Legal Services for Victims of Assault and Abuse
- Enhance funding for civil legal services for abuse victims by attracting federal funds and by allocating additional state resources for these services.
- Require and fund mechanisms to assist low-income families to acquire the services of a guardian ad litem in cases of contested child custody, particularly when there is a history of domestic violence.
- Require and fund ongoing training for judges, case management officers, guardians ad litem and court mediators, to increase their understanding of the complexities of intimate partner violence and how it impacts the partners' capacity to negotiate fairly during divorce and to co-parent after separation, and the impact that witnessing abuse has on children, even if the child is not a direct victim of violence.

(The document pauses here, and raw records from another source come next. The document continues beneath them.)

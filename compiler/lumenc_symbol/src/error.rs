//! Contains the definition of all binding errors that can occur while
//! parsing routine declarations.

use derive_more::From;
use enum_as_inner::EnumAsInner;
use lumenc_base::{
    diagnostic::{Diagnostic, Related, Report},
    log::Severity,
    source_file::Span,
};
use lumenc_lexical::token::Token;

/// A routine that was already forward-declared is re-declared with header
/// text, even though the forward declaration already fixed its signature.
///
/// This condition is recoverable: the header is re-parsed to keep the token
/// stream synchronized, but the forwarded signature stays authoritative.
#[derive(Debug, Clone, PartialEq, Eq)]
pub struct AlreadyForwarded {
    /// The case-folded name of the forwarded routine.
    pub routine_name: String,

    /// The first header token found where the terminator was expected.
    pub found: Option<Token>,
}

impl Report for AlreadyForwarded {
    fn report(&self) -> Option<Diagnostic> {
        self.found.as_ref().map(|token| Diagnostic {
            span: token.span().clone(),
            message: format!(
                "the routine `{}` was already forward-declared with its \
                 signature",
                self.routine_name
            ),
            severity: Severity::Error,
            help_message: Some(
                "the parameter list must not be repeated at the defining \
                 declaration"
                    .to_string(),
            ),
            related: Vec::new(),
        })
    }
}

/// A semicolon terminator was expected after a routine header but is absent.
///
/// This condition is recoverable: parsing continues from the current token.
#[derive(Debug, Clone, PartialEq, Eq)]
pub struct MissingSemicolon {
    /// The token found where the semicolon was expected.
    pub found: Option<Token>,
}

impl Report for MissingSemicolon {
    fn report(&self) -> Option<Diagnostic> {
        self.found.as_ref().map(|token| Diagnostic {
            span: token.span().clone(),
            message: "a `;` is expected here".to_string(),
            severity: Severity::Error,
            help_message: None,
            related: Vec::new(),
        })
    }
}

/// An identifier is declared with a name that is already bound in the local
/// scope.
#[derive(Debug, Clone, PartialEq, Eq)]
pub struct IdentifierRedefined {
    /// The case-folded name being redefined.
    pub name: String,

    /// The span of the redefining occurrence.
    pub span: Span,

    /// The span of the previous definition, if it has one.
    pub previous_span: Option<Span>,
}

impl Report for IdentifierRedefined {
    fn report(&self) -> Option<Diagnostic> {
        Some(Diagnostic {
            span: self.span.clone(),
            message: format!("the identifier `{}` is redefined", self.name),
            severity: Severity::Error,
            help_message: None,
            related: self
                .previous_span
                .clone()
                .map(|span| Related {
                    span,
                    message: "previously defined here".to_string(),
                })
                .into_iter()
                .collect(),
        })
    }
}

/// The terminating `.` of a program is absent.
#[derive(Debug, Clone, PartialEq, Eq)]
pub struct MissingPeriod {
    /// The token found where the period was expected.
    pub found: Option<Token>,
}

impl Report for MissingPeriod {
    fn report(&self) -> Option<Diagnostic> {
        self.found.as_ref().map(|token| Diagnostic {
            span: token.span().clone(),
            message: "a `.` is expected at the end of the program".to_string(),
            severity: Severity::Error,
            help_message: None,
            related: Vec::new(),
        })
    }
}

/// Is an enumeration of all binding errors that can occur while parsing
/// routine declarations.
#[derive(Debug, Clone, PartialEq, Eq, EnumAsInner, From)]
#[allow(missing_docs)]
pub enum Error {
    AlreadyForwarded(AlreadyForwarded),
    MissingSemicolon(MissingSemicolon),
    IdentifierRedefined(IdentifierRedefined),
    MissingPeriod(MissingPeriod),
}

impl Report for Error {
    fn report(&self) -> Option<Diagnostic> {
        match self {
            Self::AlreadyForwarded(error) => error.report(),
            Self::MissingSemicolon(error) => error.report(),
            Self::IdentifierRedefined(error) => error.report(),
            Self::MissingPeriod(error) => error.report(),
        }
    }
}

Responsive Civil and Criminal Justice Systems
- Train high-level law enforcement officials in all aspects of understanding and effectively addressing domestic violence situations, to ensure these officials create and sustain a law enforcement culture that is responsive to victims of abuse.
- Train all law enforcement personnel at the local, county and state level in the most effective methods of responding to a domestic violence situation, with emphasis on identifying the primary aggressor and being responsive to the victim.